*Your instructions*:
Reproduce every record below exactly as it appears.

○ ○ ○ ○ ○

/// Errors that can occur while obtaining approval.
#[derive(Debug, thiserror::Error)]
pub enum ApprovalError {
    /// The submitted TOTP code is malformed, expired, or wrong.
    #[error("invalid or expired approval code")]
    InvalidCode,

    /// The approval round trip exceeded its deadline.
    #[error("approval timeout after {timeout_ms}ms")]
    Timeout {
        /// Time awaited before timeout, in milliseconds.
        timeout_ms: u64,
    },

    /// The exec-approval socket could not be reached or broke mid-request.
    #[error("exec-approval transport error: {0}")]
    Transport(String),

    /// The exec-approval service answered with something unexpected.
    #[error("exec-approval protocol error: {0}")]
    Protocol(String),

    /// The selected approval mode is missing a required collaborator.
    #[error("approval backend not configured: {0}")]
    NotConfigured(String),
}

impl From<std::io::Error> for ApprovalError {
    fn from(e: std::io::Error) -> Self {
        Self::Transport(e.to_string())
    }
}

impl From<serde_json::Error> for ApprovalError {
    fn from(e: serde_json::Error) -> Self {
        Self::Protocol(e.to_string())
    }
}

/// Result type for approval operations.
pub type ApprovalResult<T> = Result<T, ApprovalError>;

○ ○ ○ ○ ○

*Exercise response*:
/// Errors that can occur while obtaining approval.
#[derive(Debug, thiserror::Error)]
pub enum ApprovalError {
    /// The submitted TOTP code is malformed, expired, or wrong.
    #[error("invalid or expired approval code")]
    InvalidCode,

    /// The approval round trip exceeded its deadline.
    #[error("approval timeout after {timeout_ms}ms")]
    Timeout {
        /// Time awaited before timeout, in milliseconds.
        timeout_ms: u64,
    },

    /// The exec-approval socket could not be reached or broke mid-request.
    #[error("exec-approval transport error: {0}")]
    Transport(String),

    /// The exec-approval service answered with something unexpected.
    #[error("exec-approval protocol error: {0}")]
    Protocol(String),

    /// The selected approval mode is missing a required collaborator.
    #[error("approval backend not configured: {0}")]
    NotConfigured(String),
}

impl From<std::io::Error> for ApprovalError {
    fn from(e: std::io::Error) -> Self {
        Self::Transport(e.to_string())
    }
}

impl From<serde_json::Error> for ApprovalError {
    fn from(e: serde_json::Error) -> Self {
        Self::Protocol(e.to_string())
    }
}

/// Result type for approval operations.
pub type ApprovalResult<T> = Result<T, ApprovalError>;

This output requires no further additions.